WHAT IS EXPECTED
What is needed here is every line of the records that includes "currentColor".

(Dataset entries)

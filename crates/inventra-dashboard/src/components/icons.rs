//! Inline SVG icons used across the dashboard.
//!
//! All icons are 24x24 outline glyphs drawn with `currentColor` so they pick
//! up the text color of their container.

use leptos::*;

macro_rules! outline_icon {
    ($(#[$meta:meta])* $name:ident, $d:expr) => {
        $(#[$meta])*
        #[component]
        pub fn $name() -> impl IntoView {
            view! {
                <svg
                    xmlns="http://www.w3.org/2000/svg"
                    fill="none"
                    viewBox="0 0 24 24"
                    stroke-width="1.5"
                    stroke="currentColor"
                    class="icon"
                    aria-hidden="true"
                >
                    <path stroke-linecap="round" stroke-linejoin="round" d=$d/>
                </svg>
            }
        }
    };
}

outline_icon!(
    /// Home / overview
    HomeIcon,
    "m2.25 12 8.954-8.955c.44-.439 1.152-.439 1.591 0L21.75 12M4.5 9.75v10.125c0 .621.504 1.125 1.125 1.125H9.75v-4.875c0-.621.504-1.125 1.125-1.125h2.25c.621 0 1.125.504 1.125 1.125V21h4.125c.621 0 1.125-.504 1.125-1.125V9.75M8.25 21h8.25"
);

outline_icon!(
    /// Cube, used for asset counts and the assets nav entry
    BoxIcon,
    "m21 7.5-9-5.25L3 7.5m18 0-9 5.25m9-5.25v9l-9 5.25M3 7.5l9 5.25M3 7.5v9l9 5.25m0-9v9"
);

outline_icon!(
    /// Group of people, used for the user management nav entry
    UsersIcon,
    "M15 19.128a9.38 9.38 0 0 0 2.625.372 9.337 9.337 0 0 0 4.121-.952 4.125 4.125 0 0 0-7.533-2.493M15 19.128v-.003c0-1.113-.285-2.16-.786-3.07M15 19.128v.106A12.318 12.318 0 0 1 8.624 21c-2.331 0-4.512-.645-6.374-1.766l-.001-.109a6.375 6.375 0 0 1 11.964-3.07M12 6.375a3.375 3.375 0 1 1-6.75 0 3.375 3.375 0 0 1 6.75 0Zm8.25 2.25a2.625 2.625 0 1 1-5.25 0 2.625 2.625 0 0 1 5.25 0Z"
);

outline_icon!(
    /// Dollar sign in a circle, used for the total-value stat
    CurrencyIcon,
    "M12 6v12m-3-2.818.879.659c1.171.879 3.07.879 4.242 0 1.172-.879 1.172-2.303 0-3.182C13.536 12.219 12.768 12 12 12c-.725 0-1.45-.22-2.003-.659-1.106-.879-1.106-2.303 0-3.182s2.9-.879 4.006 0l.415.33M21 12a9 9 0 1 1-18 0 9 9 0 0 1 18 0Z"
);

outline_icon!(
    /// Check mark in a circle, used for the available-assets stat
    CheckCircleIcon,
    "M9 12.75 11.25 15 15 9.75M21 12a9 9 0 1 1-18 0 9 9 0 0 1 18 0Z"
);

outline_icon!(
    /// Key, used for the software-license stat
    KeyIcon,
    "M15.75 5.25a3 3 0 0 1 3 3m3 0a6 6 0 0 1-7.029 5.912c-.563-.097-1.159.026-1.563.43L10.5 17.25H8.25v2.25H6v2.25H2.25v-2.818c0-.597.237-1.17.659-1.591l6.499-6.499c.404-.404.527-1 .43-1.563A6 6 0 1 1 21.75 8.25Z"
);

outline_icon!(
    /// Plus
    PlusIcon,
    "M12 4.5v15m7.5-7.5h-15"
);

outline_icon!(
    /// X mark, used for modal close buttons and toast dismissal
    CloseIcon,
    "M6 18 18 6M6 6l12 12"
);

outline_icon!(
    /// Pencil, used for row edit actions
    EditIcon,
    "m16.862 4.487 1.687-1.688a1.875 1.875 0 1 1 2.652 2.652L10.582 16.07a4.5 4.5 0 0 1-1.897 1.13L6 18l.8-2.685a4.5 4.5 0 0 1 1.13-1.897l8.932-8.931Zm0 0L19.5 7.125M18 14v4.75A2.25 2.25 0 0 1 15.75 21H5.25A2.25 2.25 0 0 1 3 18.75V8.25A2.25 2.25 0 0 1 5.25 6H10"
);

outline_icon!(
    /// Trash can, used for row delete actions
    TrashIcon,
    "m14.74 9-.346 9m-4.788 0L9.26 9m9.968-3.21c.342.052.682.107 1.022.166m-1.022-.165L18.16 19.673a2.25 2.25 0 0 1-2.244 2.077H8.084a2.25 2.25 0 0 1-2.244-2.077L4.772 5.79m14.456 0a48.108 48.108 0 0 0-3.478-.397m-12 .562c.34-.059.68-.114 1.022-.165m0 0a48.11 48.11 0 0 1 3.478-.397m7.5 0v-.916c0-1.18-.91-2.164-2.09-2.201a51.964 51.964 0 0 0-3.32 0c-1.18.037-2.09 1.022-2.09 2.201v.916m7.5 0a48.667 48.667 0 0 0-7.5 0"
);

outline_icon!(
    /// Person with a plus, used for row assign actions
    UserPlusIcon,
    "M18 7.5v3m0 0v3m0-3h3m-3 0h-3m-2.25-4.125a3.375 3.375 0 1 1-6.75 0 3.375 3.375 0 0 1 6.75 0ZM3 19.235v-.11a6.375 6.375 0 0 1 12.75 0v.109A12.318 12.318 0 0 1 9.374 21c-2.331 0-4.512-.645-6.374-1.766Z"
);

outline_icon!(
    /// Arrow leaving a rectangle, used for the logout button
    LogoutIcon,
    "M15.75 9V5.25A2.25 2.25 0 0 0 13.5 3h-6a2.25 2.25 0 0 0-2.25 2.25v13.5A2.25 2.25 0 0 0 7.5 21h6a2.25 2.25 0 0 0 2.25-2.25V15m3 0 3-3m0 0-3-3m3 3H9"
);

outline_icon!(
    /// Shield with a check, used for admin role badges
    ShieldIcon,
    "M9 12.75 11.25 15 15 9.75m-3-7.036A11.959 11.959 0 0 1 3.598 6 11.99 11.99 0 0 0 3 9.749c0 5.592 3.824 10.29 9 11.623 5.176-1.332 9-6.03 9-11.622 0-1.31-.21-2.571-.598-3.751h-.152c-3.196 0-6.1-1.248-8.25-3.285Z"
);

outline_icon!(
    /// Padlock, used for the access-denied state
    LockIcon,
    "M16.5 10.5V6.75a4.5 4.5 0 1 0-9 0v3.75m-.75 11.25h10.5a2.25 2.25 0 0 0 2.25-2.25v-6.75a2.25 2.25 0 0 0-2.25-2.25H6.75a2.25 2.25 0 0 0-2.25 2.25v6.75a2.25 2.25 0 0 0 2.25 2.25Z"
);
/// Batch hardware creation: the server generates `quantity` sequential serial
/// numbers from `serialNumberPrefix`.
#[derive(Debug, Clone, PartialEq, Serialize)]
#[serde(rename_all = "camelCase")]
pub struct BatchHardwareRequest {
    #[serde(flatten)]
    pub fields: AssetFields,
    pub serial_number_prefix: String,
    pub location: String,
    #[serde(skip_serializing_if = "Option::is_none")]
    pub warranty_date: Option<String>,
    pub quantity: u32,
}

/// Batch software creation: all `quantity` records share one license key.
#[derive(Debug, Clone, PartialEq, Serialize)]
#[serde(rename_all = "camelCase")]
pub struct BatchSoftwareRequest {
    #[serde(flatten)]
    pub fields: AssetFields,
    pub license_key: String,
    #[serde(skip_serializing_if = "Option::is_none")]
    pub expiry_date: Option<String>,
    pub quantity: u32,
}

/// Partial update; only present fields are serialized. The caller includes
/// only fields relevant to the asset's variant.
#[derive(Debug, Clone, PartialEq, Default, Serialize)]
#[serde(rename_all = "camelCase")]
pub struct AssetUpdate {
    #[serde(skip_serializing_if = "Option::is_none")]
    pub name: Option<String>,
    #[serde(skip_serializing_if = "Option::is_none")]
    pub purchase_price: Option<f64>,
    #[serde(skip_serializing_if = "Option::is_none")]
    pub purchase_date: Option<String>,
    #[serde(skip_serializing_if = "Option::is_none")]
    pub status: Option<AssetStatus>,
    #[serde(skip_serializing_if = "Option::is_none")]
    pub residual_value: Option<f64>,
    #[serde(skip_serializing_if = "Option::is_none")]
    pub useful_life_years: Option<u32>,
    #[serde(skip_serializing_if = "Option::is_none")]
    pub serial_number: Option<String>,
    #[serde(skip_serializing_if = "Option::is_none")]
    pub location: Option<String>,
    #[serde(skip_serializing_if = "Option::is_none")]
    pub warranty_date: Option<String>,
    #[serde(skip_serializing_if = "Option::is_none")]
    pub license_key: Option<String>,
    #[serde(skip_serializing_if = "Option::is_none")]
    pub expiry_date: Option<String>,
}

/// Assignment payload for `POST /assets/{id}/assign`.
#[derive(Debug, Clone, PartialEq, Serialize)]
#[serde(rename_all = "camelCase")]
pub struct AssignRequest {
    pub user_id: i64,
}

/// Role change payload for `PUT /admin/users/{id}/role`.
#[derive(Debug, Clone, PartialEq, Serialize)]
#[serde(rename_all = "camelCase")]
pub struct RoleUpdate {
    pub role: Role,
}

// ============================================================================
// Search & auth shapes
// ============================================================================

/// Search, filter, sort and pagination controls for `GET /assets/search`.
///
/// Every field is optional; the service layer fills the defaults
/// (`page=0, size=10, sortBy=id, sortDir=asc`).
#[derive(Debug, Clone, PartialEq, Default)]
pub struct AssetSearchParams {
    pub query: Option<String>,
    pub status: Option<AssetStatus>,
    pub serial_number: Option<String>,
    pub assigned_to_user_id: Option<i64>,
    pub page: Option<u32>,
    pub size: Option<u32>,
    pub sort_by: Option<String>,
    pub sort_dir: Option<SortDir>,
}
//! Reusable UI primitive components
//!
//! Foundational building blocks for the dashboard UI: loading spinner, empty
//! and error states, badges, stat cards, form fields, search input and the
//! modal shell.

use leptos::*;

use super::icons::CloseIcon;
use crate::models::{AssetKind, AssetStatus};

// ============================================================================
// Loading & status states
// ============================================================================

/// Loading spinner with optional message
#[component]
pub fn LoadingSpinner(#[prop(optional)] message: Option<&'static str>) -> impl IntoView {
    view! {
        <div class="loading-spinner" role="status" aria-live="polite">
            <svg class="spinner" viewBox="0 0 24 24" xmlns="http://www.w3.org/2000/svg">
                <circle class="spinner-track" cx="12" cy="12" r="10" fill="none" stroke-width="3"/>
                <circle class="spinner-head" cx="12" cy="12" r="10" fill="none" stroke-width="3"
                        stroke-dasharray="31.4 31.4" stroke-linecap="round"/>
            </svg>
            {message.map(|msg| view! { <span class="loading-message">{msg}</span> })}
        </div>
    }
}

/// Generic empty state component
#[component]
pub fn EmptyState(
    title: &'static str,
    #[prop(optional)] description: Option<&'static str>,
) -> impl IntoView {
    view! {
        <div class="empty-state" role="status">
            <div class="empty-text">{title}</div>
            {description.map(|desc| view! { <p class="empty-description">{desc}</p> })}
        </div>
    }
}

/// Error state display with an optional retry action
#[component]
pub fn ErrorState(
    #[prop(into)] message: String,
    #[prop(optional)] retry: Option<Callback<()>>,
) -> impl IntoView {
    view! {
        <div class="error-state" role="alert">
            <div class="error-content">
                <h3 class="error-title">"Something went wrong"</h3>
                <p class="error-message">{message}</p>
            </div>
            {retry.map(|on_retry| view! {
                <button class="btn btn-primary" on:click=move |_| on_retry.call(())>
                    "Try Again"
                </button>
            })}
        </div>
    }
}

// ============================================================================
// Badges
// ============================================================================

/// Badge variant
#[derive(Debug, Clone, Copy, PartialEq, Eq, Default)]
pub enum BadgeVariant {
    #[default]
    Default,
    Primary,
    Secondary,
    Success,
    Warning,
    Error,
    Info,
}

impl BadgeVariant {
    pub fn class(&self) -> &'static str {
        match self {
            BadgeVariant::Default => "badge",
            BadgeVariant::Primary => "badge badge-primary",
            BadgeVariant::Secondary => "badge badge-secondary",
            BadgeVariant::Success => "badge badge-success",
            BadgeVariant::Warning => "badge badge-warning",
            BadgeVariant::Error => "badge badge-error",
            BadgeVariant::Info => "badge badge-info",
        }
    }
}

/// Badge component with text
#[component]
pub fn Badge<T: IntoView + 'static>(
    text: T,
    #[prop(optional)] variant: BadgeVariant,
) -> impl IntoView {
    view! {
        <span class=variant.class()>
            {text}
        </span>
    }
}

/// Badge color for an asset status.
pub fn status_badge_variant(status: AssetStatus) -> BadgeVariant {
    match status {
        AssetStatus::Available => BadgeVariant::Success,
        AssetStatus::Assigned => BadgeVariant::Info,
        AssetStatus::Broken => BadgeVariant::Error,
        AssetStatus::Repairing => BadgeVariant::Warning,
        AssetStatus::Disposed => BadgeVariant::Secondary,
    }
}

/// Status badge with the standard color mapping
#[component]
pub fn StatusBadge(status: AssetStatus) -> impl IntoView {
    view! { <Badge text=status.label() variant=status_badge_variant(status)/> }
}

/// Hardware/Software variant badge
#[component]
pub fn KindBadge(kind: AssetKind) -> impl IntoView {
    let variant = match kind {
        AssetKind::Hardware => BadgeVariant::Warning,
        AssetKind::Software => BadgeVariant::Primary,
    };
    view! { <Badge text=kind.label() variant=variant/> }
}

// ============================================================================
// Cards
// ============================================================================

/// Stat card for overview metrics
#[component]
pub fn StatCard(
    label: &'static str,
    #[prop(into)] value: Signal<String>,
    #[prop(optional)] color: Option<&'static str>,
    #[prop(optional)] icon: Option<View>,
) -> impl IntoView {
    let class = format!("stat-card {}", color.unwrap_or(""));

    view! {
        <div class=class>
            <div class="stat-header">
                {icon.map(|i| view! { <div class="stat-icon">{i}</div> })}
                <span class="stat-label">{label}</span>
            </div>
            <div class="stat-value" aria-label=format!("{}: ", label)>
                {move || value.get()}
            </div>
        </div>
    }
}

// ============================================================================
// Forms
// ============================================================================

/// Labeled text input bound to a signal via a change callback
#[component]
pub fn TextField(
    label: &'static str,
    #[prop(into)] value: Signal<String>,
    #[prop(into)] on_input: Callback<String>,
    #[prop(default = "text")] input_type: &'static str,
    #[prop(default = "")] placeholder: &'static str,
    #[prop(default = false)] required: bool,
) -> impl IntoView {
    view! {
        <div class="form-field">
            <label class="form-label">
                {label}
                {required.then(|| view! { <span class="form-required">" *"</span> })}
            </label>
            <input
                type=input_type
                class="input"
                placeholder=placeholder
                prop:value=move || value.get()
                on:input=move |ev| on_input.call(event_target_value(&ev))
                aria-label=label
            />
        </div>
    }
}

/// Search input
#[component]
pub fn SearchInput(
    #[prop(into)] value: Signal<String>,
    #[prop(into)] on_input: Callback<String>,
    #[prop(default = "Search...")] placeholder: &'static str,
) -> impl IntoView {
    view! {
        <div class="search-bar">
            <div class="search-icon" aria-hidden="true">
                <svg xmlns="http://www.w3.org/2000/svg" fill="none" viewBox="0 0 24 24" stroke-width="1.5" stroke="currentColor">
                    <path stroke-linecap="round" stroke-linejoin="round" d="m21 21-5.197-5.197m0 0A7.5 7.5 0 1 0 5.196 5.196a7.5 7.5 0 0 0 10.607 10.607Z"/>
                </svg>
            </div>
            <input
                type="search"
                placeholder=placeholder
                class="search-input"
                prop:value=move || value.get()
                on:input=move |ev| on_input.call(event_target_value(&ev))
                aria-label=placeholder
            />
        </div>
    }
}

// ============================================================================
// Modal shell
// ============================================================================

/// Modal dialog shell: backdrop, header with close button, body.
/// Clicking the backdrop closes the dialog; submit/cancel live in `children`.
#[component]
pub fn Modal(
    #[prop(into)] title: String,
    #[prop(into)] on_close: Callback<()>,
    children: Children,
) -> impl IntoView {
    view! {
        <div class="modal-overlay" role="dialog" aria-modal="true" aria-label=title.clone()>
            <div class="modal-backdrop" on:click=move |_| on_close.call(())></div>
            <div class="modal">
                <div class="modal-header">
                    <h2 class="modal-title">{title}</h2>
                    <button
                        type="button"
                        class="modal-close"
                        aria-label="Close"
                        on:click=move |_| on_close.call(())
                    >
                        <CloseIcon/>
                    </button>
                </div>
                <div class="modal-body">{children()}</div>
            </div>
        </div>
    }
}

SOLUTION FOR THIS EXERCISE
//! All icons are 24x24 outline glyphs drawn with `currentColor` so they pick
                    stroke="currentColor"
                <svg xmlns="http://www.w3.org/2000/svg" fill="none" viewBox="0 0 24 24" stroke-width="1.5" stroke="currentColor">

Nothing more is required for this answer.